At many universities, control engineering courses are taught in electrical and electronic engineering, mechanical engineering, and aerospace engineering; in others it is connected to computer science, as most control techniques today are implemented through computers, often as embedded systems (as in the automotive field). The field of control within chemical engineering is often known as process control. It deals primarily with the control of variables in a chemical process in a plant. It is taught as part of the undergraduate curriculum of any chemical engineering program, and employs many of the same principles in control engineering. Other engineering disciplines also overlap with control engineering, as it can be applied to any system for which a suitable model can be derived.

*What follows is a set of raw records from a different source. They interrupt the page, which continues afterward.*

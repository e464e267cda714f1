//! Risk overview of the current session

use leptos::*;
use vbc_core::content::DASHBOARD_FOOTNOTE;
use vbc_core::{RiskStats, Session, Theme};

use crate::style;

#[component]
pub fn RiskDashboard() -> impl IntoView {
    let session = expect_context::<RwSignal<Session>>();
    let theme = expect_context::<RwSignal<Theme>>();

    let stats = create_memo(move |_| session.with(|s| RiskStats::from_results(s.history())));

    let total_card_class = move || {
        if theme.get().is_dark() {
            "rounded-xl p-3 bg-slate-950/50 border border-slate-700"
        } else {
            "rounded-xl p-3 bg-white border border-slate-200"
        }
    };

    view! {
        <div class=move || style::sub_card(theme.get())>
            <h2 class=move || style::panel_title(theme.get())>"Visão geral do risco"</h2>

            <div class="grid gap-3 md:grid-cols-3 mb-6 text-xs">
                <div class=total_card_class>
                    <p class="text-[11px] text-slate-500">"Total de URLs"</p>
                    <p class=move || format!("text-xl font-semibold mt-1 {}", style::strong_text(theme.get()))>
                        {move || stats.get().total}
                    </p>
                    <p class="text-[11px] mt-1 text-slate-500">"Links analisados nesta sessão"</p>
                </div>
                <div class="rounded-xl bg-emerald-950/40 border border-emerald-600/70 p-3">
                    <p class="text-[11px] text-emerald-200">"Seguras"</p>
                    <p class="text-xl font-semibold mt-1 text-emerald-100">
                        {move || stats.get().safe} " "
                        <span class="text-[11px] font-normal">
                            {move || format!("({}%)", stats.get().safe_pct())}
                        </span>
                    </p>
                </div>
                <div class="rounded-xl bg-red-950/40 border border-red-600/70 p-3">
                    <p class="text-[11px] text-red-200">"Suspeitas / Golpes"</p>
                    <p class="text-xl font-semibold mt-1 text-red-100">
                        {move || stats.get().risky()} " "
                        <span class="text-[11px] font-normal">
                            {move || format!("({}%)", stats.get().risky_pct())}
                        </span>
                    </p>
                </div>
            </div>

            <div class=move || format!("text-[11px] mb-2 {}", style::body_text(theme.get()))>
                "Distribuição por classificação"
            </div>
            <div class="flex items-end gap-4 h-40 text-[11px]">
                <DistributionBar label="Seguro" color="bg-emerald-500/80" pct=Signal::derive(move || stats.get().safe_pct())/>
                <DistributionBar label="Suspeito" color="bg-amber-400/80" pct=Signal::derive(move || stats.get().suspect_pct())/>
                <DistributionBar label="Golpe" color="bg-red-500/80" pct=Signal::derive(move || stats.get().fraud_pct())/>
            </div>

            <p class=move || format!("text-[10px] mt-4 {}", style::muted_text(theme.get()))>
                {DASHBOARD_FOOTNOTE}
            </p>
        </div>
    }
}

#[component]
fn DistributionBar(label: &'static str, color: &'static str, pct: Signal<u32>) -> impl IntoView {
    let theme = expect_context::<RwSignal<Theme>>();

    view! {
        <div class="flex-1 flex flex-col items-center justify-end h-full">
            <div
                class=format!("w-8 rounded-t-md {}", color)
                style=move || format!("height: {}%", RiskStats::bar_height(pct.get()))
                title=move || format!("{}%", pct.get())
            ></div>
            <span class=move || format!("mt-2 {}", style::body_text(theme.get()))>{label}</span>
        </div>
    }
}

Control engineering has diversified applications that include science, finance management, and even human behavior. Students of control engineering may start with a linear control system course dealing with the time and complex-s domain, which requires a thorough background in elementary mathematics and Laplace transform (called classical control theory). In linear control, the student does frequency and time domain analysis. Digital control and nonlinear control courses require z transformation and algebra respectively, and could be said to complete a basic control education. From here onwards there are several sub branches.

## Control systems

Control engineering is the engineering discipline that focuses on the modeling of a diverse range of dynamic systems (e.g. mechanical systems) and the design of controllers that will cause these systems to behave in the desired manner. Although such controllers need not be electrical many are and hence control engineering is often viewed as a subfield of electrical engineering. However, the falling price of microprocessors is making the actual implementation of a control system essentially trivial. As a result, focus is shifting back to the mechanical engineering discipline, as intimate knowledge of the physical system being controlled is often desired.

Electrical circuits, digital signal processors and microcontrollers can all be used to implement Control systems. Control engineering has a wide range of applications from the flight and propulsion systems of commercial airliners to the cruise control present in many modern automobiles.

In most of the cases, control engineers utilize feedback when designing control systems. This is often accomplished using a PID controller system. For example, in an automobile with cruise control the vehicle's speed is continuously monitored and fed back to the system which adjusts the motor's torque accordingly. Where there is regular feedback, control theory can be used to determine how the system responds to such feedback. In practically all such systems stability is important and control theory can help ensure stability is achieved.

Although feedback is an important aspect of control engineering, control engineers may also work on the control of systems without feedback. This is known as open loop control. A classic example of open loop control is a washing machine that runs through a pre-determined cycle without the use of sensors.

## Literature

• Christopher Kilian (2005). Modern Control Technology. Thompson Delmar Learning. ISBN 1-4018-5806-6.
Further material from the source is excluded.